AI-Powered Darknets/Honeypots for Supporting Network Anomaly Detection

The Internet ecosystem is shifting to new technological paradigms. Devices are growing in number, diversity and amount of data transferred, thanks to the adoption of technologies such as IoT and 5G systems. Network monitoring is a core element of the infrastructure, providing detailed information about traffic, device statuses and protocol functioning. Automatic methods to assist in the monitoring of increasingly complex networks and in the identification of anomalies are needed to face novel attacks and system malfunctions. 

 The increasing complexity of the Internet however makes these tasks challenging. The number and the diversity of devices, protocols, and applications push up the amount of monitoring data to be analyzed. Reducing manual analysis and intervention of human experts is paramount in this scenario. Moreover, privacy requirements are more and more stringent, thus reducing the usefulness of monitoring data and applicability of standard approaches.  

 This project aims at investigating the use of multiple data sources and state of the art AI approaches to assist the analysis of security incidents and the detection of network anomalies. The student will investigate, in particular, how automatic darknets and honeypots can sustain network security operations. Darknet and honeypots have been used for capturing valuable data for seeding anomaly detection. However, many challenges arise for the operations of these tools at scale, such as the manual work to deploy honeypots able to cope with new attacks, as well as the time consuming analyses of new threats on very large darknet traces.  

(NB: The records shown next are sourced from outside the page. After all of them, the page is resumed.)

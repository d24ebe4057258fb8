//! In-memory transport replaying canned responses, for unit tests.

use std::collections::VecDeque;
use std::sync::Mutex;

use url::Url;

use crate::transport::{RawResponse, Transport, TransportError};
use crate::watch::StopHandle;

pub(crate) struct ScriptedTransport {
    script: Mutex<VecDeque<Result<RawResponse, TransportError>>>,
    requests: Mutex<Vec<Url>>,
    stop_when_exhausted: Option<StopHandle>,
}

impl ScriptedTransport {
    pub(crate) fn new() -> Self {
        Self {
            script: Mutex::new(VecDeque::new()),
            requests: Mutex::new(Vec::new()),
            stop_when_exhausted: None,
        }
    }

    /// Stop the watch loop once every scripted response has been served.
    pub(crate) fn stopping(mut self, handle: StopHandle) -> Self {
        self.stop_when_exhausted = Some(handle);
        self
    }

    pub(crate) fn respond(self, status: u16, body: &str) -> Self {
        self.script
            .lock()
            .unwrap()
            .push_back(Ok(RawResponse::new(status, body)));
        self
    }

    pub(crate) fn fail(self, reason: &str) -> Self {
        self.script
            .lock()
            .unwrap()
            .push_back(Err(TransportError::Connection(reason.to_string())));
        self
    }

    pub(crate) fn requests(&self) -> Vec<Url> {
        self.requests.lock().unwrap().clone()
    }

    /// `lastIndex` query values of every request issued so far.
    pub(crate) fn last_indexes(&self) -> Vec<Option<String>> {
        self.requests()
            .iter()
            .map(|url| {
                url.query_pairs()
                    .find(|(k, _)| k == "lastIndex")
                    .map(|(_, v)| v.into_owned())
            })
            .collect()
    }
}

impl Transport for ScriptedTransport {
    async fn fetch(&self, url: &Url) -> Result<RawResponse, TransportError> {
        self.requests.lock().unwrap().push(url.clone());
        let next = self.script.lock().unwrap().pop_front();
        match next {
            Some(response) => response,
            None => {
                if let Some(handle) = &self.stop_when_exhausted {
                    handle.stop();
                }
                Err(TransportError::Connection("script exhausted".to_string()))
            }
        }
    }
}
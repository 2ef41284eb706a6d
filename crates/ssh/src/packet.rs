//! SSH binary packet protocol (RFC 4253 Section 6).
//!
//! # Packet Format
//!
//! ```text
//! uint32    packet_length
//! byte      padding_length
//! byte[n1]  payload (n1 = packet_length - padding_length - 1)
//! byte[n2]  random padding (n2 = padding_length)
//! byte[m]   mac (MAC = Message Authentication Code)
//! ```
//!
//! # Constraints
//!
//! - `packet_length` does NOT include `mac` or the length field itself
//! - `padding_length` is between 4 and `block_size + 3`
//! - Non-AEAD ciphers: `4 + packet_length` is a multiple of
//!   `max(block_size, 8)`; everything but the MAC is encrypted
//! - AEAD ciphers (RFC 5647): the length field is sent in the clear as
//!   associated data and `packet_length` itself is a multiple of the block
//!   size; the tag takes the place of the MAC
//! - Inbound packets longer than the configured maximum are rejected
//!
//! # Security
//!
//! - **Random Padding**: cryptographically secure RNG
//! - **MAC Verification**: the MAC (or AEAD tag) is checked before any
//!   field other than the length is interpreted
//! - **Size Validation**: the length is bounded before the body is read
//!
//! # Example
//!
//! ```rust
//! use fynx_ssh::packet::PacketCodec;
//! use fynx_ssh::pipeline::CipherPipeline;
//!
//! let mut outbound = CipherPipeline::plaintext();
//! let mut inbound = CipherPipeline::plaintext();
//!
//! let wire = PacketCodec::encode(&mut outbound, b"\x02hello").unwrap();
//! assert_eq!(wire.len() % 8, 0);
//!
//! let packet = PacketCodec::decode(&mut inbound, &mut &wire[..], 35000).unwrap();
//! assert_eq!(&packet.payload[..], b"\x02hello");
//! assert_eq!(packet.sequence, 0);
//! ```

use crate::pipeline::CipherPipeline;
use crate::transport::TransportReader;
use bytes::Bytes;
use fynx_platform::{FynxError, FynxResult};
use rand::RngCore;
use std::io::{ErrorKind, Read, Write};
use std::time::Instant;
use tracing::trace;

/// Minimum padding length in bytes (RFC 4253 Section 6).
pub const MIN_PADDING_LEN: usize = 4;

/// Smallest valid `packet_length`: padding length byte, one payload byte
/// and the minimum padding.
const MIN_PACKET_LENGTH: usize = 1 + 1 + MIN_PADDING_LEN;

/// A decoded inbound packet.
#[derive(Debug, Clone, PartialEq, Eq)]
pub struct InboundPacket {
    /// Decrypted, decompressed payload
    pub payload: Bytes,
    /// Sequence number the packet was received with
    pub sequence: u32,
}
//! Connection protocol messages (RFC 4254 Sections 5-6).

use crate::message::{Message, MessageType};
use crate::wire::{write_bool, write_string};
use bytes::{BufMut, Bytes, BytesMut};
use fynx_platform::{FynxError, FynxResult};

/// Open failure reason: administratively prohibited.
pub const OPEN_ADMINISTRATIVELY_PROHIBITED: u32 = 1;
/// Open failure reason: connect failed.
pub const OPEN_CONNECT_FAILED: u32 = 2;
/// Open failure reason: unknown channel type.
pub const OPEN_UNKNOWN_CHANNEL_TYPE: u32 = 3;
/// Open failure reason: resource shortage.
pub const OPEN_RESOURCE_SHORTAGE: u32 = 4;

/// Extended data type code for stderr.
pub const EXTENDED_DATA_STDERR: u32 = 1;

fn recipient(msg: &Message) -> FynxResult<u32> {
    msg.channel()
        .ok_or_else(|| FynxError::Protocol(format!("{} has no recipient channel", msg)))
}

fn header(message_type: MessageType, recipient: u32) -> BytesMut {
    let mut buf = BytesMut::with_capacity(64);
    buf.put_u8(message_type as u8);
    buf.put_u32(recipient);
    buf
}

/// SSH_MSG_CHANNEL_OPEN.
#[derive(Debug, Clone, PartialEq, Eq)]
pub struct ChannelOpen {
    /// Channel type name
    pub channel_type: String,
    /// Sender's channel id
    pub sender_channel: u32,
    /// Sender's initial window
    pub initial_window: u32,
    /// Sender's maximum packet size
    pub max_packet: u32,
    /// Type-specific data
    pub data: Bytes,
}

impl ChannelOpen {
    /// Serializes to a payload.
    pub fn to_bytes(&self) -> Vec<u8> {
        let mut buf = BytesMut::with_capacity(64 + self.data.len());
        buf.put_u8(MessageType::ChannelOpen as u8);
        write_string(&mut buf, self.channel_type.as_bytes());
        buf.put_u32(self.sender_channel);
        buf.put_u32(self.initial_window);
        buf.put_u32(self.max_packet);
        buf.put_slice(&self.data);
        buf.to_vec()
    }

    /// Parses a CHANNEL_OPEN message.
    pub fn from_message(msg: &Message) -> FynxResult<Self> {
        let mut body = msg.body();
        Ok(Self {
            channel_type: body.read_utf8()?,
            sender_channel: body.read_u32()?,
            initial_window: body.read_u32()?,
            max_packet: body.read_u32()?,
            data: Bytes::copy_from_slice(body.rest()),
        })
    }
}

/// SSH_MSG_CHANNEL_OPEN_CONFIRMATION.
#[derive(Debug, Clone, PartialEq, Eq)]
pub struct ChannelOpenConfirmation {
    /// Our channel id
    pub recipient_channel: u32,
    /// Peer's channel id
    pub sender_channel: u32,
    /// Peer's initial window
    pub initial_window: u32,
    /// Peer's maximum packet size
    pub max_packet: u32,
}

impl ChannelOpenConfirmation {
    /// Serializes to a payload.
    pub fn to_bytes(&self) -> Vec<u8> {
        let mut buf = header(MessageType::ChannelOpenConfirmation, self.recipient_channel);
        buf.put_u32(self.sender_channel);
        buf.put_u32(self.initial_window);
        buf.put_u32(self.max_packet);
        buf.to_vec()
    }

    /// Parses a CHANNEL_OPEN_CONFIRMATION message.
    pub fn from_message(msg: &Message) -> FynxResult<Self> {
        let mut body = msg.body();
        Ok(Self {
            recipient_channel: recipient(msg)?,
            sender_channel: body.read_u32()?,
            initial_window: body.read_u32()?,
            max_packet: body.read_u32()?,
        })
    }
}

/// SSH_MSG_CHANNEL_OPEN_FAILURE.
#[derive(Debug, Clone, PartialEq, Eq)]
pub struct ChannelOpenFailure {
    /// Our channel id
    pub recipient_channel: u32,
    /// Reason code
    pub reason_code: u32,
    /// Human readable description
    pub description: String,
}

impl ChannelOpenFailure {
    /// Serializes to a payload.
    pub fn to_bytes(&self) -> Vec<u8> {
        let mut buf = header(MessageType::ChannelOpenFailure, self.recipient_channel);
        buf.put_u32(self.reason_code);
        write_string(&mut buf, self.description.as_bytes());
        write_string(&mut buf, b"");
        buf.to_vec()
    }

    /// Parses a CHANNEL_OPEN_FAILURE message.
    pub fn from_message(msg: &Message) -> FynxResult<Self> {
        let mut body = msg.body();
        let reason_code = body.read_u32()?;
        let description = String::from_utf8_lossy(body.read_string()?).into_owned();
        Ok(Self {
            recipient_channel: recipient(msg)?,
            reason_code,
            description,
        })
    }
}

/// SSH_MSG_CHANNEL_REQUEST.
#[derive(Debug, Clone, PartialEq, Eq)]
pub struct ChannelRequest {
    /// Recipient channel id
    pub recipient_channel: u32,
    /// Request type
    pub name: String,
    /// Whether a CHANNEL_SUCCESS / CHANNEL_FAILURE reply is expected
    pub want_reply: bool,
    /// Type-specific data
    pub data: Bytes,
}

impl ChannelRequest {
    /// Serializes to a payload.
    pub fn to_bytes(&self) -> Vec<u8> {
        let mut buf = header(MessageType::ChannelRequest, self.recipient_channel);
        write_string(&mut buf, self.name.as_bytes());
        write_bool(&mut buf, self.want_reply);
        buf.put_slice(&self.data);
        buf.to_vec()
    }

    /// Parses a CHANNEL_REQUEST message.
    pub fn from_message(msg: &Message) -> FynxResult<Self> {
        let mut body = msg.body();
        Ok(Self {
            recipient_channel: recipient(msg)?,
            name: body.read_utf8()?,
            want_reply: body.read_bool()?,
            data: Bytes::copy_from_slice(body.rest()),
        })
    }
}

/// Contents of an `exit-signal` request.
#[derive(Debug, Clone, PartialEq, Eq)]
pub struct ExitSignal {
    /// Signal name without the `SIG` prefix
    pub signal: String,
    /// Whether a core was dumped
    pub core_dumped: bool,
    /// Error message
    pub message: String,
}

impl ExitSignal {
    /// Parses the type-specific data of an `exit-signal` request.
    pub fn parse(data: &[u8]) -> FynxResult<Self> {
        let mut reader = crate::wire::Reader::new(data);
        Ok(Self {
            signal: reader.read_utf8()?,
            core_dumped: reader.read_bool()?,
            message: String::from_utf8_lossy(reader.read_string()?).into_owned(),
        })
    }
}

/// Data carried by CHANNEL_DATA or CHANNEL_EXTENDED_DATA.
#[derive(Debug, Clone, PartialEq, Eq)]
pub struct ChannelData {
    /// Recipient channel id
    pub recipient_channel: u32,
    /// Extended data type code (`None` for CHANNEL_DATA)
    pub data_type: Option<u32>,
    /// The bytes
    pub data: Bytes,
}

impl ChannelData {
    /// Parses a CHANNEL_DATA or CHANNEL_EXTENDED_DATA message without
    /// copying the data.
    pub fn from_message(msg: &Message) -> FynxResult<Self> {
        let mut body = msg.body();
        let data_type = if msg.is(MessageType::ChannelExtendedData) {
            Some(body.read_u32()?)
        } else {
            None
        };
        let data = body.read_string()?;
        Ok(Self {
            recipient_channel: recipient(msg)?,
            data_type,
            data: msg.payload().slice_ref(data),
        })
    }
}

/// Builds a CHANNEL_DATA payload.
pub fn data_payload(recipient: u32, data: &[u8]) -> Vec<u8> {
    let mut buf = header(MessageType::ChannelData, recipient);
    write_string(&mut buf, data);
    buf.to_vec()
}

/// Builds a CHANNEL_EXTENDED_DATA payload.
pub fn extended_data_payload(recipient: u32, data_type: u32, data: &[u8]) -> Vec<u8> {
    let mut buf = header(MessageType::ChannelExtendedData, recipient);
    buf.put_u32(data_type);
    write_string(&mut buf, data);
    buf.to_vec()
}

/// Builds a CHANNEL_WINDOW_ADJUST payload.
pub fn window_adjust_payload(recipient: u32, bytes: u32) -> Vec<u8> {
    let mut buf = header(MessageType::ChannelWindowAdjust, recipient);
    buf.put_u32(bytes);
    buf.to_vec()
}

/// Reads the byte count of a CHANNEL_WINDOW_ADJUST message.
pub fn window_adjust_bytes(msg: &Message) -> FynxResult<u32> {
    msg.body().read_u32()
}

/// Builds a CHANNEL_EOF payload.
pub fn eof_payload(recipient: u32) -> Vec<u8> {
    header(MessageType::ChannelEof, recipient).to_vec()
}

/// Builds a CHANNEL_CLOSE payload.
pub fn close_payload(recipient: u32) -> Vec<u8> {
    header(MessageType::ChannelClose, recipient).to_vec()
}

/// Builds a CHANNEL_SUCCESS payload.
pub fn success_payload(recipient: u32) -> Vec<u8> {
    header(MessageType::ChannelSuccess, recipient).to_vec()
}

/// Builds a CHANNEL_FAILURE payload.
pub fn failure_payload(recipient: u32) -> Vec<u8> {
    header(MessageType::ChannelFailure, recipient).to_vec()
}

 The student will use and adapt new AI algorithms to operate with large datasets coming from multiple darknets and honeypots. She/he will develop novel algorithms to learn attacks in an automatic way, relying on recent advances on AI, such as reinforcement learning, zero-shot learning and generative adversarial networks (GANs). As a final goal, the developed automatic infrastructure equipped with tuned anomaly detection algorithms will be applied to production networks to uncover novel attacks.

Several research questions arise to realize an AI-assisted approach for network security based on multiple darnets and honeypots. This project will investigate:  

• How to provision the monitoring probes in a network to cover the vast majority of anomalies while optimizing data capturing and processing? 
• How to incrementally learn new anomalies without relying on centralized data repositories and respecting privacy? 
• How to detect new anomalies without large annotated datasets of previously known anomalies? 
• How to describe the anomalies using multiple data sources so to provide useful knowledge and context to operators? 

How to exchange models and knowledge among monitoring probes and how to update existing models?

The candidate should have a good background in network security, Cloud computing and virtualization, anomaly detecting, machine learning and artificial intelligence.